=== Section Start ===

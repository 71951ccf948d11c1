use anyhow::Result;
use async_trait::async_trait;
use tracing::debug;

use crate::fetch::{HttpClient, fetch_json};
use crate::gbfs::{Envelope, RawStations, StationGeo, StatusFeed, decode_stations};
use crate::services::StationSource;

/// Reads the `station_status` and `station_information` feeds of one GBFS
/// system.
pub struct GbfsClient<C> {
    http: C,
    status_url: String,
    information_url: String,
}

impl<C: HttpClient> GbfsClient<C> {
    pub fn new(http: C, status_url: String, information_url: String) -> Self {
        Self {
            http,
            status_url,
            information_url,
        }
    }
}

#[async_trait]
impl<C: HttpClient> StationSource for GbfsClient<C> {
    #[tracing::instrument(skip(self), fields(url = %self.status_url))]
    async fn station_status(&self) -> Result<StatusFeed> {
        let envelope: Envelope<RawStations> = fetch_json(&self.http, &self.status_url).await?;
        let offered = envelope.data.stations.len();
        let stations = decode_stations(envelope.data, "station_status");

        debug!(
            last_updated = envelope.last_updated,
            ttl = envelope.ttl,
            offered,
            decoded = stations.len(),
            "Station status fetched"
        );

        Ok(StatusFeed {
            last_updated: envelope.last_updated,
            stations,
        })
    }

    #[tracing::instrument(skip(self), fields(url = %self.information_url))]
    async fn station_information(&self) -> Result<Vec<StationGeo>> {
        let envelope: Envelope<RawStations> = fetch_json(&self.http, &self.information_url).await?;
        let stations = decode_stations(envelope.data, "station_information");
        debug!(stations = stations.len(), "Station information fetched");
        Ok(stations)
    }
}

=== Section End ===

Activity>
Would you write out all of the data exactly as given?

Exercise output>
repository 71951ccf948d11c1
use anyhow::Result;
use async_trait::async_trait;
use tracing::debug;

use crate::fetch::{HttpClient, fetch_json};
use crate::gbfs::{Envelope, RawStations, StationGeo, StatusFeed, decode_stations};
use crate::services::StationSource;

/// Reads the `station_status` and `station_information` feeds of one GBFS
/// system.
pub struct GbfsClient<C> {
    http: C,
    status_url: String,
    information_url: String,
}

impl<C: HttpClient> GbfsClient<C> {
    pub fn new(http: C, status_url: String, information_url: String) -> Self {
        Self {
            http,
            status_url,
            information_url,
        }
    }
}

#[async_trait]
impl<C: HttpClient> StationSource for GbfsClient<C> {
    #[tracing::instrument(skip(self), fields(url = %self.status_url))]
    async fn station_status(&self) -> Result<StatusFeed> {
        let envelope: Envelope<RawStations> = fetch_json(&self.http, &self.status_url).await?;
        let offered = envelope.data.stations.len();
        let stations = decode_stations(envelope.data, "station_status");

        debug!(
            last_updated = envelope.last_updated,
            ttl = envelope.ttl,
            offered,
            decoded = stations.len(),
            "Station status fetched"
        );

        Ok(StatusFeed {
            last_updated: envelope.last_updated,
            stations,
        })
    }

    #[tracing::instrument(skip(self), fields(url = %self.information_url))]
    async fn station_information(&self) -> Result<Vec<StationGeo>> {
        let envelope: Envelope<RawStations> = fetch_json(&self.http, &self.information_url).await?;
        let stations = decode_stations(envelope.data, "station_information");
        debug!(stations = stations.len(), "Station information fetched");
        Ok(stations)
    }
}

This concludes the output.